The Centers for Disease Control and Prevention (CDC) director Sue Monarez was fired a few days after the Senate hearing.
Kennedy opened the CDC’s investigation into its actions during the COVID pandemic, blaming the agency for failing “miserably” with “disastrous and nonsensical” measures, including school closures, social distancing, and masking guidance.
He praised the health department’s new emphasis on prevention and chronic disease, saying, “We need bold, competent, and creative new leadership at CDC, people able and willing to chart a new course.”
In a Thursday editorial in the Wall Street Journal, Monarez, the CDC director, accused the secretary of making a “deliberate effort to weaken America’s public health system and vaccine protections.”
Kennedy simply stated, “I asked her, Are you a trustworthy person?,” as he explained to Senator Elizabeth Warren. And she said, ‘ No. ‘”
Due to the high cost of insurance and the lack of affordable public options, access to healthcare is limited in the US. A gap in the country’s healthcare system was filled by declining trust in trusted sources of information on health and well-being, many of whom are online propagators of dubious remedies and unverified ideas.
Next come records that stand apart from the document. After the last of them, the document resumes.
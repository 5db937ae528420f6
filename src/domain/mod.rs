//! Entities, state machines and the ports the application layer depends on.

pub mod bank_account;
pub mod booking;
pub mod notification;
pub mod payment;
pub mod ports;
pub mod principal;
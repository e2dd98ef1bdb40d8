#![no_main]

use std::sync::Arc;

use libfuzzer_sys::fuzz_target;
use pairpad_lib::{
  board::SLOT_COUNT,
  clipboard::NoClipboard,
  controller::{
    BoardController,
    BoardEvent,
    BoardSink,
  },
  messages::MessageLevel,
  pairs::{
    PAIR_COUNT,
    Pair,
    canonical_cmp,
  },
  summary::BoardSummary,
};

const MAX_OPS: usize = 64;
const MAX_TEXT_BYTES: usize = 32;

/// Sink that checks every callback against the board's invariants.
struct CheckSink;

impl BoardSink for CheckSink {
  fn slot_changed(&mut self, index: usize, value: Option<char>) {
    assert!(index < SLOT_COUNT);
    if let Some(ch) = value {
      assert!(ch.is_ascii_digit());
    }
  }

  fn focus_moved(&mut self, index: usize) {
    assert!(index < SLOT_COUNT);
  }

  fn progress_changed(&mut self, filled: usize) {
    assert!(filled <= SLOT_COUNT);
  }

  fn status_changed(&mut self, _summary: BoardSummary) {}

  fn pairs_ready(&mut self, pairs: &[Pair], _meta: &str) {
    assert_eq!(pairs.len(), PAIR_COUNT);
    for window in pairs.windows(2) {
      assert_ne!(
        canonical_cmp(&window[0], &window[1]),
        std::cmp::Ordering::Greater
      );
    }
  }

  fn pairs_cleared(&mut self) {}

  fn notify(&mut self, _level: MessageLevel, _text: &str) {}
}

fuzz_target!(|data: &[u8]| {
  let mut cursor = ByteCursor::new(data);
  let mut controller = BoardController::new(Arc::new(NoClipboard));
  let mut sink = CheckSink;

  let op_count = cursor.next_usize(MAX_OPS);
  for _ in 0..op_count {
    let event = match cursor.next_u8() % 13 {
      0 => BoardEvent::Digit(cursor.next_char()),
      1 => BoardEvent::Text(cursor.next_text(MAX_TEXT_BYTES)),
      2 => BoardEvent::Backspace,
      3 => BoardEvent::ClearSlot,
      4 => BoardEvent::MoveLeft,
      5 => BoardEvent::MoveRight,
      6 => BoardEvent::MoveFirst,
      7 => BoardEvent::MoveLast,
      8 => BoardEvent::ClearAll,
      9 => BoardEvent::Fill(cursor.next_text(MAX_TEXT_BYTES)),
      10 => BoardEvent::Generate,
      11 => BoardEvent::CopyAll,
      _ => BoardEvent::CopyPair(cursor.next_u8() as usize),
    };

    controller.apply(event, &mut sink);
    assert!(controller.focus() < SLOT_COUNT);
    assert!(controller.board().filled() <= SLOT_COUNT);
  }
});

struct ByteCursor<'a> {
  data: &'a [u8],
  pos:  usize,
}

impl<'a> ByteCursor<'a> {
  fn new(data: &'a [u8]) -> Self {
    Self { data, pos: 0 }
  }

  fn next_u8(&mut self) -> u8 {
    let value = self.data.get(self.pos).copied().unwrap_or(0);
    self.pos = self.pos.saturating_add(1);
    value
  }

  fn next_usize(&mut self, max: usize) -> usize {
    if max == 0 {
      return 0;
    }
    (self.next_u8() as usize) % (max + 1)
  }

  fn next_char(&mut self) -> char {
    (self.next_u8() % 128) as char
  }

  fn next_text(&mut self, max_len: usize) -> String {
    let len = self.next_usize(max_len);
    (0..len).map(|_| self.next_char()).collect()
  }
}
// Playwright documentation home page
//
// Tests cover:
// - Document title
// - "Get started" leads to the introduction

mod common;

use demo_e2e::pages::PlaywrightHomePage;
use demo_e2e::{PageObject, expect_page};

#[tokio::test]
async fn test_has_title() -> anyhow::Result<()> {
    common::run_scenario("has title", async |home: &PlaywrightHomePage| {
        expect_page(home.page()).to_have_title("Playwright").await
    })
    .await?;
    Ok(())
}

#[tokio::test]
async fn test_get_started_link() -> anyhow::Result<()> {
    common::run_scenario("get started link", async |home: &PlaywrightHomePage| {
        home.get_started().await?;

        expect_page(home.page()).to_have_url(".*intro").await
    })
    .await?;
    Ok(())
}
Before being chosen by President Donald Trump as health secretary in his second administration, Kennedy rose to prominence in the mid-2000s as a prominent anti-vaccine activist.
In the run-up to the election, RFK Jr. became a symbol of the Trump administration’s support for such figures and ideas, even as it reduces funding for programs that support low-income people who are most likely to suffer from health issues. He has since appeared on numerous podcasts.
After pointing out that the HHS secretary had removed a body of experts tasked with making vaccine recommendations and had replaced them with people who were more in line with Kennedy’s own beliefs, Senator Michael Bennet of Colorado sparked an angry exchange with Kennedy.
Bennet claimed that a panel member had propagated the false theory that the COVID-19 vaccine might lead to AIDS transmission.
Should Colorado’s parents and schools be prepared for more measles outbreaks as a result of those [politicizing vaccine recommendations]? What about more “mumps outbreaks”? Bennet contacted.
He rebuffed his accusations, saying, “This is not a podcast.” The American people’s health is in danger, they say.